Safety advocates are claiming Tesla’s reputation as a leading innovator in the automotive world could breed overconfidence in its new technology, putting drivers in danger.
The May 7 death of a Tesla driver whose vehicle collided with a tractor trailer while in “Autopilot” mode sparked renewed calls for proper vetting of advanced technology in production vehicles — especially if the technology allows the vehicle to drive itself.
Joshua Brown was killed on a Florida highway after his 2015 Tesla Model S’s Autopilot mistook a brightly-lit tractor trailer crossing the highway as the sky. The autonomous driving system didn’t react to the obstacle, leading to a fatal collision. The National Highway Traffic Safety Administration is now investigating the Model S and its Autopilot system.
Following the crash, the truck’s driver, Frank Baressi, claimed the victim was watching a movie at the time of the crash, saying he could hear the film Harry Potter playing from the Tesla’s wreckage.
Tesla vehicles can’t play videos on their infotainment screens, but Reuters now reports that the Florida Highway Patrol found a portable, aftermarket DVD player in the wreckage of Brown’s vehicle. Brown was a great fan of Tesla and its Autopilot technology, uploading many dashcam videos to his YouTube page, including one showing the system avoiding a collision with a truck earlier this year.
Police said no video recording device — mounted to the dash or elsewhere — was found in the wreckage.
Tesla markets the Autopilot system as a driver’s aid, maintaining that drivers still need to be aware of their surroundings and ready to respond to danger while the system is activated.
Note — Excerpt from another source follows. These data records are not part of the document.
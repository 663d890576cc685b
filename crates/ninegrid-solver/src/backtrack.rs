use ninegrid_core::{Cell, DigitSet, Grid};

use crate::SolveError;

/// Solves a puzzle string, returning the solved 81-character string.
///
/// The search fills the leftmost blank (row-major order) first and tries
/// candidates in ascending digit order, so the result is deterministic.
/// Puzzles with more than one solution yield the first one reachable under
/// that order. An already-complete puzzle is returned unchanged, without
/// re-validating its groups.
///
/// # Errors
///
/// Returns [`SolveError::Malformed`] if `puzzle` is not an 81-character
/// string of `[1-9.]`, and [`SolveError::Unsolvable`] if no assignment of
/// the blank cells satisfies every row, column, and box.
///
/// # Examples
///
/// ```
/// use ninegrid_solver::{SolveError, solve};
///
/// let puzzle = "..9..5.1.85.4....2432......1...69.83.9.....6.62.71...9......1945....4.37.4.3..6..";
/// let solution = solve(puzzle)?;
/// assert!(!solution.contains('.'));
///
/// assert!(solve("not a puzzle").unwrap_err().is_malformed());
/// # Ok::<(), SolveError>(())
/// ```
pub fn solve(puzzle: &str) -> Result<String, SolveError> {
    let grid = Grid::from_puzzle(puzzle)?;
    match solve_grid(&grid) {
        Some(solved) => {
            let solution = solved.to_puzzle_string();
            log::debug!("solved {puzzle} -> {solution}");
            Ok(solution)
        }
        None => {
            log::debug!("no solution for {puzzle}");
            Err(SolveError::Unsolvable)
        }
    }
}

/// Solves a decoded grid, returning the completed grid if one exists.
///
/// This is the recursive core of [`solve`]: locate the first blank cell,
/// compute its candidates, and recurse on each in ascending order until a
/// branch completes the grid. A grid with no blanks is its own solution.
/// `None` signals that this branch admits no complete assignment, and the
/// caller moves on to its next candidate.
#[must_use]
pub fn solve_grid(grid: &Grid) -> Option<Grid> {
    let Some(cell) = grid.first_blank() else {
        return Some(*grid);
    };
    for digit in candidates(grid, cell) {
        let mut next = *grid;
        next.set(cell, digit);
        if let Some(solved) = solve_grid(&next) {
            return Some(solved);
        }
    }
    None
}

/// Digits that can be placed at `cell` without clashing with any of its 20
/// peers in the current grid.
fn candidates(grid: &Grid, cell: Cell) -> DigitSet {
    let mut remaining = DigitSet::FULL;
    for &peer in cell.peers() {
        if let Some(digit) = grid.get(peer) {
            remaining.remove(digit);
        }
    }
    remaining
}

#[cfg(test)]
mod tests {
    use ninegrid_core::{Digit, is_solution_valid};

    use super::*;

    const PUZZLE: &str =
        "..9..5.1.85.4....2432......1...69.83.9.....6.62.71...9......1945....4.37.4.3..6..";
    const SOLVED: &str =
        "769235418851496372432178956174569283395842761628713549283657194516924837947381625";

    #[test]
    fn test_solves_known_puzzle() {
        assert_eq!(solve(PUZZLE).unwrap(), SOLVED);
    }

    #[test]
    fn test_complete_puzzle_is_returned_unchanged() {
        assert_eq!(solve(SOLVED).unwrap(), SOLVED);
    }

    #[test]
    fn test_solution_satisfies_all_groups() {
        let solution = solve(PUZZLE).unwrap();
        assert!(is_solution_valid(&solution));
    }

    #[test]
    fn test_empty_board_is_solvable() {
        let solution = solve(&".".repeat(81)).unwrap();
        assert!(is_solution_valid(&solution));
    }

    #[test]
    fn test_malformed_input() {
        let long = format!("{PUZZLE}.");
        let zeros = "0".repeat(81);
        for s in ["", "123", long.as_str(), zeros.as_str()] {
            let err = solve(s).unwrap_err();
            assert!(err.is_malformed(), "expected {s:?} to be malformed");
        }
    }

    #[test]
    fn test_contradiction_is_unsolvable() {
        // Blank A1 and force a second 7 into row A: the blank's peers then
        // cover all nine digits, so its candidate set is empty.
        let mut chars: Vec<char> = SOLVED.chars().collect();
        chars[0] = '.';
        chars[1] = '7';
        let puzzle: String = chars.into_iter().collect();

        let err = solve(&puzzle).unwrap_err();
        assert!(err.is_unsolvable());
    }

    #[test]
    fn test_candidates_exclude_peer_digits() {
        let grid = Grid::from_puzzle(PUZZLE).unwrap();
        let a1: Cell = "A1".parse().unwrap();

        let candidates = candidates(&grid, a1);
        // Row A holds {9, 5, 1}, column 1 holds {8, 4, 1, 6, 5}, box 0 holds
        // {9, 8, 5, 4, 3, 2}; only 7 survives.
        assert_eq!(candidates.len(), 1);
        assert!(candidates.contains(Digit::D7));
        assert!(!candidates.contains(Digit::D6));
    }

    #[test]
    fn test_search_is_deterministic() {
        // Multiple runs over the same input take the same branches
        let first = solve(PUZZLE).unwrap();
        let second = solve(PUZZLE).unwrap();
        assert_eq!(first, second);
    }

    #[test]
    fn test_solve_grid_on_complete_grid() {
        let grid = Grid::from_puzzle(SOLVED).unwrap();
        let solved = solve_grid(&grid).unwrap();
        assert_eq!(solved, grid);
    }
}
The mere presence of the technology, however, could lead to overconfidence in its abilities.
Speaking to Bloomberg, Jackie Gillan, president of Advocates for Highway and Auto Safety, criticized the practice of “beta” testing — having consumers test and help improve new technology through real-world use.
“Allowing automakers to do their own testing, with no specific guidelines, means consumers are going to be the guinea pigs in this experiment,” said Gillan. “This is going to happen again and again and again.”
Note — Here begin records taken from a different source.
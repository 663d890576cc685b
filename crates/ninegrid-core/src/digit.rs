//! Sudoku digit representation.

use std::fmt::{self, Display};

/// A sudoku digit in the range 1-9.
///
/// This enum provides type-safe representation of sudoku digits, preventing
/// invalid values at compile time. Each variant corresponds to exactly one
/// digit value.
///
/// # Examples
///
/// ```
/// use ninegrid_core::Digit;
///
/// let digit = Digit::D5;
/// assert_eq!(digit.value(), 5);
///
/// // Create from a u8 value
/// let digit = Digit::from_value(7);
/// assert_eq!(digit, Digit::D7);
///
/// // Parse from the character form used in puzzle strings
/// assert_eq!(Digit::from_char('3'), Some(Digit::D3));
/// assert_eq!(Digit::from_char('.'), None);
/// ```
#[derive(Debug, Clone, Copy, PartialEq, Eq, PartialOrd, Ord, Hash)]
#[repr(u8)]
pub enum Digit {
    /// The digit 1.
    D1 = 1,
    /// The digit 2.
    D2 = 2,
    /// The digit 3.
    D3 = 3,
    /// The digit 4.
    D4 = 4,
    /// The digit 5.
    D5 = 5,
    /// The digit 6.
    D6 = 6,
    /// The digit 7.
    D7 = 7,
    /// The digit 8.
    D8 = 8,
    /// The digit 9.
    D9 = 9,
}

impl Digit {
    /// Array containing all digits from 1 to 9, in ascending order.
    pub const ALL: [Self; 9] = [
        Self::D1,
        Self::D2,
        Self::D3,
        Self::D4,
        Self::D5,
        Self::D6,
        Self::D7,
        Self::D8,
        Self::D9,
    ];

    /// Creates a digit from a u8 value in the range 1-9.
    ///
    /// # Panics
    ///
    /// Panics if `value` is not in the range 1-9.
    ///
    /// # Examples
    ///
    /// ```
    /// use ninegrid_core::Digit;
    ///
    /// let digit = Digit::from_value(5);
    /// assert_eq!(digit, Digit::D5);
    /// ```
    ///
    /// ```should_panic
    /// use ninegrid_core::Digit;
    ///
    /// // This will panic
    /// let _ = Digit::from_value(0);
    /// ```
    #[must_use]
    pub fn from_value(value: u8) -> Self {
        match value {
            1 => Self::D1,
            2 => Self::D2,
            3 => Self::D3,
            4 => Self::D4,
            5 => Self::D5,
            6 => Self::D6,
            7 => Self::D7,
            8 => Self::D8,
            9 => Self::D9,
            _ => panic!("Invalid digit value: {value}"),
        }
    }

    /// Parses a digit from its character form.
    ///
    /// Returns `None` for any character other than `'1'`-`'9'`, including
    /// `'0'` and the blank marker `'.'`.
    ///
    /// # Examples
    ///
    /// ```
    /// use ninegrid_core::Digit;
    ///
    /// assert_eq!(Digit::from_char('9'), Some(Digit::D9));
    /// assert_eq!(Digit::from_char('0'), None);
    /// assert_eq!(Digit::from_char('a'), None);
    /// ```
    #[must_use]
    pub fn from_char(c: char) -> Option<Self> {
        let value = c.to_digit(10).and_then(|v| u8::try_from(v).ok())?;
        (1..=9).contains(&value).then(|| Self::from_value(value))
    }

    /// Returns the numeric value of this digit (1-9).
    #[must_use]
    pub const fn value(&self) -> u8 {
        *self as u8
    }

    /// Returns the character form of this digit (`'1'`-`'9'`).
    #[must_use]
    pub fn to_char(self) -> char {
        char::from(b'0' + self.value())
    }
}

impl Display for Digit {
    fn fmt(&self, f: &mut fmt::Formatter<'_>) -> fmt::Result {
        Display::fmt(&self.value(), f)
    }
}

impl From<Digit> for u8 {
    fn from(digit: Digit) -> u8 {
        digit.value()
    }
}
Joan Claybrook, automotive safety advocate and former NHTSA director, said the “trial-and-error technique” is a threat to public safety.
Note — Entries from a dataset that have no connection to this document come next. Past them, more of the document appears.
//! A set of digits 1-9, backed by a 9-bit mask.

use std::fmt;
use std::iter::FusedIterator;

use crate::Digit;

/// A set of digits 1-9, represented as a bitset.
///
/// Bits 0-8 of the underlying 16-bit integer represent digits 1-9
/// respectively. The solver uses this type to track the candidate digits of
/// a blank cell.
///
/// # Examples
///
/// ```
/// use ninegrid_core::{Digit, DigitSet};
///
/// // Start from the full candidate set and rule digits out
/// let mut candidates = DigitSet::FULL;
/// candidates.remove(Digit::D5);
/// candidates.remove(Digit::D7);
///
/// assert_eq!(candidates.len(), 7);
/// assert!(!candidates.contains(Digit::D5));
/// assert!(candidates.contains(Digit::D1));
///
/// // Iteration yields digits in ascending order
/// let first = candidates.iter().next();
/// assert_eq!(first, Some(Digit::D1));
/// ```
#[derive(Clone, Copy, Default, PartialEq, Eq, Hash)]
pub struct DigitSet(u16);

impl DigitSet {
    /// The empty set.
    pub const EMPTY: Self = Self(0);
    /// The set containing all nine digits.
    pub const FULL: Self = Self(0x1ff);

    /// Creates an empty set.
    #[must_use]
    pub const fn new() -> Self {
        Self::EMPTY
    }

    const fn mask(digit: Digit) -> u16 {
        1 << (digit.value() - 1)
    }

    /// Adds a digit to the set.
    pub fn insert(&mut self, digit: Digit) {
        self.0 |= Self::mask(digit);
    }

    /// Removes a digit from the set.
    pub fn remove(&mut self, digit: Digit) {
        self.0 &= !Self::mask(digit);
    }

    /// Returns `true` if the set contains `digit`.
    #[must_use]
    pub const fn contains(self, digit: Digit) -> bool {
        self.0 & Self::mask(digit) != 0
    }

    /// Returns the number of digits in the set.
    #[must_use]
    pub const fn len(self) -> u32 {
        self.0.count_ones()
    }

    /// Returns `true` if the set contains no digits.
    #[must_use]
    pub const fn is_empty(self) -> bool {
        self.0 == 0
    }

    /// Returns an iterator over the digits in the set, in ascending order.
    #[must_use]
    pub const fn iter(self) -> Iter {
        Iter(self.0)
    }
}

impl fmt::Debug for DigitSet {
    fn fmt(&self, f: &mut fmt::Formatter<'_>) -> fmt::Result {
        f.debug_set().entries(self.iter()).finish()
    }
}

impl FromIterator<Digit> for DigitSet {
    fn from_iter<I>(iter: I) -> Self
    where
        I: IntoIterator<Item = Digit>,
    {
        let mut set = Self::new();
        for digit in iter {
            set.insert(digit);
        }
        set
    }
}

impl IntoIterator for DigitSet {
    type Item = Digit;
    type IntoIter = Iter;

    fn into_iter(self) -> Self::IntoIter {
        self.iter()
    }
}

/// Iterator over the digits of a [`DigitSet`], in ascending order.
#[derive(Debug, Clone)]
pub struct Iter(u16);

impl Iterator for Iter {
    type Item = Digit;

    fn next(&mut self) -> Option<Self::Item> {
        if self.0 == 0 {
            return None;
        }
        #[expect(clippy::cast_possible_truncation)]
        let value = self.0.trailing_zeros() as u8 + 1;
        self.0 &= self.0 - 1;
        Some(Digit::from_value(value))
    }

    fn size_hint(&self) -> (usize, Option<usize>) {
        let remaining = self.0.count_ones() as usize;
        (remaining, Some(remaining))
    }
}

impl FusedIterator for Iter {}
impl ExactSizeIterator for Iter {}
“The history of the auto industry is they test and test and test,” she told Bloomberg. “This is a life-and-death issue.”
Expect the Florida crash to make other automakers extra cautious about perfecting their own autonomous driving technology (or semi-autonomous driving aids) before making it available in production vehicles. In March, NHTSA administrator Mark Rosekind gave the regulator a six month timeline in which to create federal rules for self-driving cars.